§ **What is being asked**: Reproduce all of the data word for word.

§ **Data for review**:
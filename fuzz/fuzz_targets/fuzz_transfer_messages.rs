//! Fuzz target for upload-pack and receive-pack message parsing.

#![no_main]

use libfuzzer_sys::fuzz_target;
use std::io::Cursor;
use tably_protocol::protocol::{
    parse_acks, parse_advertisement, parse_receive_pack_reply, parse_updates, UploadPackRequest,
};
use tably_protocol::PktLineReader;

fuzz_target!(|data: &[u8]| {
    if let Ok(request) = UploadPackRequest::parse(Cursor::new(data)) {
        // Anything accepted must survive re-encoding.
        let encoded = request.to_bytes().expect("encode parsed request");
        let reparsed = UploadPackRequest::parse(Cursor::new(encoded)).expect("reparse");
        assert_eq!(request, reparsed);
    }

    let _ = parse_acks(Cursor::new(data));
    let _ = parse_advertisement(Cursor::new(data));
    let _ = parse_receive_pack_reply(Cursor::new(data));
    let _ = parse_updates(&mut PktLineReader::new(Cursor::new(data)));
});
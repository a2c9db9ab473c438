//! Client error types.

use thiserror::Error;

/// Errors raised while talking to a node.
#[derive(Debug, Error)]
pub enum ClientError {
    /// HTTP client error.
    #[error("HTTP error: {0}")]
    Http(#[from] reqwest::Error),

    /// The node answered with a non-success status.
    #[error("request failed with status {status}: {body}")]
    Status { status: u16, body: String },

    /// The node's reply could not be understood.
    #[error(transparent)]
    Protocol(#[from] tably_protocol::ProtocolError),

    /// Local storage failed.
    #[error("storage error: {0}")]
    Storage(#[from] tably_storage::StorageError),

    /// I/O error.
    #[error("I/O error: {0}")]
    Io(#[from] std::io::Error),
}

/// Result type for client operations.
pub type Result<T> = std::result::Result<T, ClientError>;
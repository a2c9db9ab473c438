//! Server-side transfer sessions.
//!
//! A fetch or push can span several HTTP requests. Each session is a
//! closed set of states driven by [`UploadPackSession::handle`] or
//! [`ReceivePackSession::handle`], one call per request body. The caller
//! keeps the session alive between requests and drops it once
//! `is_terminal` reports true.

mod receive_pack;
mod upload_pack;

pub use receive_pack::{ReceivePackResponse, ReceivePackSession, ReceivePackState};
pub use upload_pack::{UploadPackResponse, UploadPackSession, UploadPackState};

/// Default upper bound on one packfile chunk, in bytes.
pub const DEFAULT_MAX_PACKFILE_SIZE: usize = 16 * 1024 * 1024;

§ **Expected answer**:
filename fuzz/fuzz_targets/fuzz_transfer_messages.rs
//! Fuzz target for upload-pack and receive-pack message parsing.

#![no_main]

use libfuzzer_sys::fuzz_target;
use std::io::Cursor;
use tably_protocol::protocol::{
    parse_acks, parse_advertisement, parse_receive_pack_reply, parse_updates, UploadPackRequest,
};
use tably_protocol::PktLineReader;

fuzz_target!(|data: &[u8]| {
    if let Ok(request) = UploadPackRequest::parse(Cursor::new(data)) {
        // Anything accepted must survive re-encoding.
        let encoded = request.to_bytes().expect("encode parsed request");
        let reparsed = UploadPackRequest::parse(Cursor::new(encoded)).expect("reparse");
        assert_eq!(request, reparsed);
    }

    let _ = parse_acks(Cursor::new(data));
    let _ = parse_advertisement(Cursor::new(data));
    let _ = parse_receive_pack_reply(Cursor::new(data));
    let _ = parse_updates(&mut PktLineReader::new(Cursor::new(data)));
});
repository a2c9db9ab473c438
//! Client error types.

use thiserror::Error;

/// Errors raised while talking to a node.
#[derive(Debug, Error)]
pub enum ClientError {
    /// HTTP client error.
    #[error("HTTP error: {0}")]
    Http(#[from] reqwest::Error),

    /// The node answered with a non-success status.
    #[error("request failed with status {status}: {body}")]
    Status { status: u16, body: String },

    /// The node's reply could not be understood.
    #[error(transparent)]
    Protocol(#[from] tably_protocol::ProtocolError),

    /// Local storage failed.
    #[error("storage error: {0}")]
    Storage(#[from] tably_storage::StorageError),

    /// I/O error.
    #[error("I/O error: {0}")]
    Io(#[from] std::io::Error),
}

/// Result type for client operations.
pub type Result<T> = std::result::Result<T, ClientError>;
repository a2c9db9ab473c438
//! Server-side transfer sessions.
//!
//! A fetch or push can span several HTTP requests. Each session is a
//! closed set of states driven by [`UploadPackSession::handle`] or
//! [`ReceivePackSession::handle`], one call per request body. The caller
//! keeps the session alive between requests and drops it once
//! `is_terminal` reports true.

mod receive_pack;
mod upload_pack;

pub use receive_pack::{ReceivePackResponse, ReceivePackSession, ReceivePackState};
pub use upload_pack::{UploadPackResponse, UploadPackSession, UploadPackState};

/// Default upper bound on one packfile chunk, in bytes.
pub const DEFAULT_MAX_PACKFILE_SIZE: usize = 16 * 1024 * 1024;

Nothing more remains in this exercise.